## Task brief
Check each line of the listing, and copy it if it contains the word "message".

= = = = =

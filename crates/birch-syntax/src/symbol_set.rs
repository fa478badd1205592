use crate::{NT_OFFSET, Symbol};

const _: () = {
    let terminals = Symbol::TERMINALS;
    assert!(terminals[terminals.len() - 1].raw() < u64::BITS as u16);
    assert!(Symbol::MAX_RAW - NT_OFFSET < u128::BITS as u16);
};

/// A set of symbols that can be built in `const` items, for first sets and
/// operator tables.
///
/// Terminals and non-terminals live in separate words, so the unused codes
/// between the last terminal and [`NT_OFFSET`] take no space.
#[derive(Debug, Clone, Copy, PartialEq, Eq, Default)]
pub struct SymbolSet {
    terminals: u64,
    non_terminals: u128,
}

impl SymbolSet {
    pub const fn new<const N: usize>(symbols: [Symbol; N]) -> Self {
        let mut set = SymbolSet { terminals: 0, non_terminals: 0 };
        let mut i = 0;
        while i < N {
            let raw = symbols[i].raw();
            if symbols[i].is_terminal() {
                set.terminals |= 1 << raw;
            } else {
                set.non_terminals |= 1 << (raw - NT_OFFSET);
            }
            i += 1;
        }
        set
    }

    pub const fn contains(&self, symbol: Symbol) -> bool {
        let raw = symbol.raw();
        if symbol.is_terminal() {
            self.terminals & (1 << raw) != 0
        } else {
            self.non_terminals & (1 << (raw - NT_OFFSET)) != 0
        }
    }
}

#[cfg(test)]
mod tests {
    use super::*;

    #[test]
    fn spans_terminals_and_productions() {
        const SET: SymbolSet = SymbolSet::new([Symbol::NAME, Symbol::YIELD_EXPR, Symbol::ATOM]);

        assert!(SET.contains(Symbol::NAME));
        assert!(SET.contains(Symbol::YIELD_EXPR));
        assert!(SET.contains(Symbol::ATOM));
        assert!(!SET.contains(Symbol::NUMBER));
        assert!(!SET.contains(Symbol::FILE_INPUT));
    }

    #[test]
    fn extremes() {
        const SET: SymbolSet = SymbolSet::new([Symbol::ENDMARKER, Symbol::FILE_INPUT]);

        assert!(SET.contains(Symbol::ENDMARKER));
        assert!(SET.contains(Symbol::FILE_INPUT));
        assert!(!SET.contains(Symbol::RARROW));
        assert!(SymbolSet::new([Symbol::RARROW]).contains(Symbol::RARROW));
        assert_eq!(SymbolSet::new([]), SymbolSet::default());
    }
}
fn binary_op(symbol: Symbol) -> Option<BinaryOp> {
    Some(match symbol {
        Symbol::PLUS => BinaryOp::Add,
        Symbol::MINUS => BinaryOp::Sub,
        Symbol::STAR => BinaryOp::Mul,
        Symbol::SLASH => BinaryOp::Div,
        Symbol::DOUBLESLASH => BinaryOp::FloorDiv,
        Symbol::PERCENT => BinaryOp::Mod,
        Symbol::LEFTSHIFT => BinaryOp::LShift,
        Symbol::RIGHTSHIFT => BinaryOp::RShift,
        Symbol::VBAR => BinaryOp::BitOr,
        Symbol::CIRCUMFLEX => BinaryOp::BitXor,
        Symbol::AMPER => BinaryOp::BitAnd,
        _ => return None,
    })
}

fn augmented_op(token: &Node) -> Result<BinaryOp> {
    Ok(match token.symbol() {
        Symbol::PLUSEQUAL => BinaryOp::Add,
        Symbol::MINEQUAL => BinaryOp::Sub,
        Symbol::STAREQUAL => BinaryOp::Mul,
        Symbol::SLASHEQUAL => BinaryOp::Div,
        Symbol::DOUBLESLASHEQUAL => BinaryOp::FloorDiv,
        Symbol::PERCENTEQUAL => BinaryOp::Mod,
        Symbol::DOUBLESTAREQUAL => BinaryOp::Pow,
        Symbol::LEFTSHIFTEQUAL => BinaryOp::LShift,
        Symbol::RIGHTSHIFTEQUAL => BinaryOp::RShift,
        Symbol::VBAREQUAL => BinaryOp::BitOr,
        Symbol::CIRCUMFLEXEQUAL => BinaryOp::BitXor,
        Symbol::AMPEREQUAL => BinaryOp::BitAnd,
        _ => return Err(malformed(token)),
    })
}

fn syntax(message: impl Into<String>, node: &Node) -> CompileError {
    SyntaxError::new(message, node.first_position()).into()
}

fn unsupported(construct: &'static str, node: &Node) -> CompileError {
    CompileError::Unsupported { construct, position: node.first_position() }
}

= = = = =

## Task answer
fn syntax(message: impl Into<String>, node: &Node) -> CompileError {
    SyntaxError::new(message, node.first_position()).into()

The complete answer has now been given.